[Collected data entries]
//! Configuration management for KMX
//!
//! Settings are layered: built-in defaults, then an optional TOML/YAML/JSON
//! file, then `KMX_*` environment variables, then command line flags. Each
//! layer only checks that its values parse; the merged result is validated
//! once, so a later layer can repair what an earlier one left inconsistent.

use crate::builder::MatrixParams;
use crate::error::{KmxError, Result};
use crate::genome_list::GenomeList;
use crate::logging::{LogLevel, LoggingConfig};
use crate::sparsity::DEFAULT_DENSITY;
use serde::{Deserialize, Serialize};
use std::path::{Path, PathBuf};
use std::str::FromStr;
use std::time::Duration;
use validator::Validate;

pub const MIN_KMER_SIZE: usize = 8;
pub const MAX_KMER_SIZE: usize = 136;

/// Main configuration structure
#[derive(Debug, Clone, Default, Serialize, Deserialize)]
#[serde(default)]
pub struct KmxConfig {
    pub logging: LoggingConfig,
    pub matrix: MatrixSettings,
    pub oracle: OracleSettings,
    pub system: SystemSettings,
    pub output: OutputSettings,
}

/// Matrix assembly settings
#[derive(Debug, Clone, Serialize, Deserialize, Validate)]
#[serde(default)]
pub struct MatrixSettings {
    /// K-mer length
    #[validate(range(min = 8, max = 136))]
    pub kmer_size: usize,

    /// Minimum global occurrence count for a k-mer to be retained
    #[validate(range(min = 1))]
    pub min_count: u64,

    /// Maximum global occurrence count (None = half the genome count)
    #[validate(range(min = 1))]
    pub max_count: Option<u64>,

    /// Keep a k-mer and its reverse complement as distinct features
    pub disable_normalization: bool,

    /// Expected fraction of non-zero cells, used to size the initial buffers
    pub initial_density: f64,

    /// Log progress every this many genomes
    #[validate(range(min = 1))]
    pub progress_interval: usize,
}

impl Default for MatrixSettings {
    fn default() -> Self {
        Self {
            kmer_size: 31,
            min_count: 5,
            max_count: None,
            disable_normalization: false,
            initial_density: DEFAULT_DENSITY,
            progress_interval: 1000,
        }
    }
}

/// Counting oracle settings
#[derive(Debug, Clone, Serialize, Deserialize, Validate)]
#[serde(default)]
pub struct OracleSettings {
    /// Path or name of the counter binary
    pub executable: PathBuf,

    /// Pass the GPU flag to the counter
    pub enable_gpu: bool,

    /// Kill a counter run that takes longer than this
    #[validate(range(min = 1))]
    pub timeout_secs: Option<u64>,

    /// Prepend `$CONDA_PREFIX/lib` to the counter's library path
    pub prepend_conda_lib: bool,
}

impl Default for OracleSettings {
    fn default() -> Self {
        Self {
            executable: PathBuf::from("gerbil"),
            enable_gpu: true,
            timeout_secs: None,
            prepend_conda_lib: true,
        }
    }
}

impl OracleSettings {
    pub fn timeout(&self) -> Option<Duration> {
        self.timeout_secs.map(Duration::from_secs)
    }
}

/// Where the memory sampler reads usage from
#[derive(Debug, Clone, Copy, Serialize, Deserialize, PartialEq, Eq)]
#[serde(rename_all = "lowercase")]
pub enum MemorySource {
    /// Device memory when the GPU is enabled, host memory otherwise
    Auto,
    Device,
    Host,
}

/// System resource settings
#[derive(Debug, Clone, Serialize, Deserialize, Validate)]
#[serde(default)]
pub struct SystemSettings {
    /// Memory sampling interval
    #[serde(with = "duration_serde")]
    pub memory_check_interval: Duration,

    /// Free space required in the temporary directory, in GB
    #[validate(range(min = 0.0))]
    pub min_free_tmp_gb: f64,

    pub memory_source: MemorySource,
}

impl Default for SystemSettings {
    fn default() -> Self {
        Self {
            memory_check_interval: Duration::from_secs(1),
            min_free_tmp_gb: 10.0,
            memory_source: MemorySource::Auto,
        }
    }
}

/// Output settings
#[derive(Debug, Clone, Serialize, Deserialize)]
#[serde(default)]
pub struct OutputSettings {
    /// Write the JSON run metadata file
    pub write_metadata: bool,
    /// Write SHA-256 checksums of every output file
    pub generate_checksums: bool,
}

* WHAT IS NEEDED: Without changing a word, write out each entry again.

* RESPONSE BELOW:
//! Configuration management for KMX
//!
//! Settings are layered: built-in defaults, then an optional TOML/YAML/JSON
//! file, then `KMX_*` environment variables, then command line flags. Each
//! layer only checks that its values parse; the merged result is validated
//! once, so a later layer can repair what an earlier one left inconsistent.

use crate::builder::MatrixParams;
use crate::error::{KmxError, Result};
use crate::genome_list::GenomeList;
use crate::logging::{LogLevel, LoggingConfig};
use crate::sparsity::DEFAULT_DENSITY;
use serde::{Deserialize, Serialize};
use std::path::{Path, PathBuf};
use std::str::FromStr;
use std::time::Duration;
use validator::Validate;

pub const MIN_KMER_SIZE: usize = 8;
pub const MAX_KMER_SIZE: usize = 136;

/// Main configuration structure
#[derive(Debug, Clone, Default, Serialize, Deserialize)]
#[serde(default)]
pub struct KmxConfig {
    pub logging: LoggingConfig,
    pub matrix: MatrixSettings,
    pub oracle: OracleSettings,
    pub system: SystemSettings,
    pub output: OutputSettings,
}

/// Matrix assembly settings
#[derive(Debug, Clone, Serialize, Deserialize, Validate)]
#[serde(default)]
pub struct MatrixSettings {
    /// K-mer length
    #[validate(range(min = 8, max = 136))]
    pub kmer_size: usize,

    /// Minimum global occurrence count for a k-mer to be retained
    #[validate(range(min = 1))]
    pub min_count: u64,

    /// Maximum global occurrence count (None = half the genome count)
    #[validate(range(min = 1))]
    pub max_count: Option<u64>,

    /// Keep a k-mer and its reverse complement as distinct features
    pub disable_normalization: bool,

    /// Expected fraction of non-zero cells, used to size the initial buffers
    pub initial_density: f64,

    /// Log progress every this many genomes
    #[validate(range(min = 1))]
    pub progress_interval: usize,
}

impl Default for MatrixSettings {
    fn default() -> Self {
        Self {
            kmer_size: 31,
            min_count: 5,
            max_count: None,
            disable_normalization: false,
            initial_density: DEFAULT_DENSITY,
            progress_interval: 1000,
        }
    }
}

/// Counting oracle settings
#[derive(Debug, Clone, Serialize, Deserialize, Validate)]
#[serde(default)]
pub struct OracleSettings {
    /// Path or name of the counter binary
    pub executable: PathBuf,

    /// Pass the GPU flag to the counter
    pub enable_gpu: bool,

    /// Kill a counter run that takes longer than this
    #[validate(range(min = 1))]
    pub timeout_secs: Option<u64>,

    /// Prepend `$CONDA_PREFIX/lib` to the counter's library path
    pub prepend_conda_lib: bool,
}

impl Default for OracleSettings {
    fn default() -> Self {
        Self {
            executable: PathBuf::from("gerbil"),
            enable_gpu: true,
            timeout_secs: None,
            prepend_conda_lib: true,
        }
    }
}

impl OracleSettings {
    pub fn timeout(&self) -> Option<Duration> {
        self.timeout_secs.map(Duration::from_secs)
    }
}

/// Where the memory sampler reads usage from
#[derive(Debug, Clone, Copy, Serialize, Deserialize, PartialEq, Eq)]
#[serde(rename_all = "lowercase")]
pub enum MemorySource {
    /// Device memory when the GPU is enabled, host memory otherwise
    Auto,
    Device,
    Host,
}

/// System resource settings
#[derive(Debug, Clone, Serialize, Deserialize, Validate)]
#[serde(default)]
pub struct SystemSettings {
    /// Memory sampling interval
    #[serde(with = "duration_serde")]
    pub memory_check_interval: Duration,

    /// Free space required in the temporary directory, in GB
    #[validate(range(min = 0.0))]
    pub min_free_tmp_gb: f64,

    pub memory_source: MemorySource,
}

impl Default for SystemSettings {
    fn default() -> Self {
        Self {
            memory_check_interval: Duration::from_secs(1),
            min_free_tmp_gb: 10.0,
            memory_source: MemorySource::Auto,
        }
    }
}

/// Output settings
#[derive(Debug, Clone, Serialize, Deserialize)]
#[serde(default)]
pub struct OutputSettings {
    /// Write the JSON run metadata file
    pub write_metadata: bool,
    /// Write SHA-256 checksums of every output file
    pub generate_checksums: bool,
}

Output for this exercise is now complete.